Below is a bare-bones example that follows the properties outlined in the models' documentation page.

<?php
    use Nox\ORM\Interfaces\ModelInstance;
    use Nox\ORM\Interfaces\MySQLModelInterface;
    use Nox\ORM\ModelClass;

    class User extends ModelClass implements ModelInstance
    {
        // Because the $id is defined as the primary column, default it to null.
        // Upon calling the save method on this model - or using a query to get this model class
        // this property will be hydrated by the ORM.
        public ?int $id = null;
        public string $name;
        public string $email;
        public int $creationTimestamp;

        public static function getModel(): MySQLModelInterface{
            return new UsersModel();
        }

        public function __construct(){
            parent::__construct($this);
        }
    }

The public properties of this class must, at minimum, define the columns of the model the class represents. Refer to the UserModel in the models' documentation page. The ColumnDefinition's classPropertyName must match a public property in the User model.

What can I do with the Users model?

Now, when a new user is constructed the default values in the class' model are applied to the correlating public properties.

$user = new User();

For example: in the above code, because the User's model (UserModel) defines the creation_timestamp as an integer with a default value of time(), then accessing the property ->creationTimestamp will provide the current UNIX time.

However, you will notice that the id property is still null.

$userID = $user->id;
// null

This is because the user class has been instantiated, but has not been saved to the database. All model classes must extend the ModelClass and implement the ModelInstance to be considered valid in the Nox ORM. This will provide access to useful methods such as save(), delete(), and static methods ::saveAll(), ::fetch(), and ::query().

After calling save() on the newly instantiated user, a database row will be created for it and the id property will be filled.

$user->save();
print($user->id);
// 1

Calling save() again will not create a new user. It will update the existing user. This is controlled by checking if class's primary key (defined by the model, UsersModel as id) is non-null.

Fetching a User by ID (The Model Primary Key)
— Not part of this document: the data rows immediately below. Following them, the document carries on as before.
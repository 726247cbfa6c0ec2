//! In-memory schema model shared by every code generation target.

use serde::{Deserialize, Serialize};
use thiserror::Error;

#[derive(Debug, Error)]
pub enum SchemaError {
    #[error("Invalid schema JSON: {0}")]
    Json(#[from] serde_json::Error),
}

/// Abstract column type, independent of any SQL dialect or ORM.
///
/// Unrecognized type strings decode to [`LogicalType::Unknown`] and each
/// target degrades them to its generic textual type instead of failing.
#[derive(Debug, Clone, Copy, PartialEq, Eq, Serialize, Deserialize)]
#[serde(rename_all = "lowercase")]
pub enum LogicalType {
    String,
    Integer,
    Boolean,
    Timestamp,
    Decimal,
    Json,
    Text,
    Uuid,
    #[serde(other)]
    Unknown,
}

impl LogicalType {
    pub fn as_str(&self) -> &'static str {
        match self {
            Self::String => "string",
            Self::Integer => "integer",
            Self::Boolean => "boolean",
            Self::Timestamp => "timestamp",
            Self::Decimal => "decimal",
            Self::Json => "json",
            Self::Text => "text",
            Self::Uuid => "uuid",
            Self::Unknown => "unknown",
        }
    }
}

#[derive(Debug, Clone, PartialEq, Serialize, Deserialize)]
#[serde(rename_all = "camelCase")]
pub struct Column {
    pub name: String,
    #[serde(rename = "type")]
    pub typ: LogicalType,
    pub nullable: bool,
    pub is_primary_key: bool,
    /// Optional on the wire; a column that never references anything
    /// simply omits it.
    #[serde(default)]
    pub is_foreign_key: bool,
    /// May be absent even when `is_foreign_key` is set; emitters then
    /// omit the reference clause.
    #[serde(default)]
    pub foreign_key_table: Option<String>,
}

#[derive(Debug, Clone, PartialEq, Serialize, Deserialize)]
pub struct Table {
    pub name: String,
    /// Column order is significant and preserved verbatim in every
    /// emitted artifact.
    pub columns: Vec<Column>,
}

/// Root schema value. Produced upstream (AI generation or direct user
/// editing) and consumed read-only; generation never mutates it.
#[derive(Debug, Clone, PartialEq, Serialize, Deserialize)]
#[serde(rename_all = "camelCase")]
pub struct Schema {
    pub tables: Vec<Table>,
    #[serde(default)]
    pub description: Option<String>,
    #[serde(default)]
    pub explanation: Option<String>,
    #[serde(default)]
    pub created_at: Option<String>,
}

impl Schema {
    /// Decode a schema from the JSON document the upstream producer emits.
    pub fn from_json(input: &str) -> Result<Self, SchemaError> {
        Ok(serde_json::from_str(input)?)
    }
}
Following the above code example, you can use the static methods that User has inherited to fetch a model class by its primary key.

/** @var User $user */
$user = User::fetch(1); // Fetches user with ID 1

A PHPDoc typehint is used here because PHP doesn't allow parent classes to dynamically type-hint a child class. So fetch type-hints a ModelClass will be returned. In this case, for editors that support intellisense, the typehint will tell the editor that the object returned is actually of User instance. The typehint is not necessary, but helps with automatic code completion in supported editors.

Fetching/Querying a Collection of ModelClass Instances

To fetch a collection of model classes (Users in this case), you will want to use the static method ::query(). Read more in-depth on this in the making queries on model classes documentation page.

Saving a Collection

To ease the burden of network payload overhead, it is best not to loop a large collection of model classes and call save() on each one individually. If you have a collection of users, such as below, you can save them in one MySQL request using ::saveAll() on your model class.

$user1 = User::fetch(1);
$user2 = User::fetch(2);
$user3 = User::fetch(525);
$user1->email = "example1@example.com";
$user2->email = "example2@example.com";
$user3->email = "example3@example.com";

User::saveAll([$user1, $user2, $user3]);

This will either create a database entry for each individual user, or save them via an UPDATE query.

Deleting a ModelClass Instance from the Database

To delete a model class instance (a row) from the database, simply call delete() on the instance. This will require that the instance have a primary key defined in its representing model and that the primary key be non-null.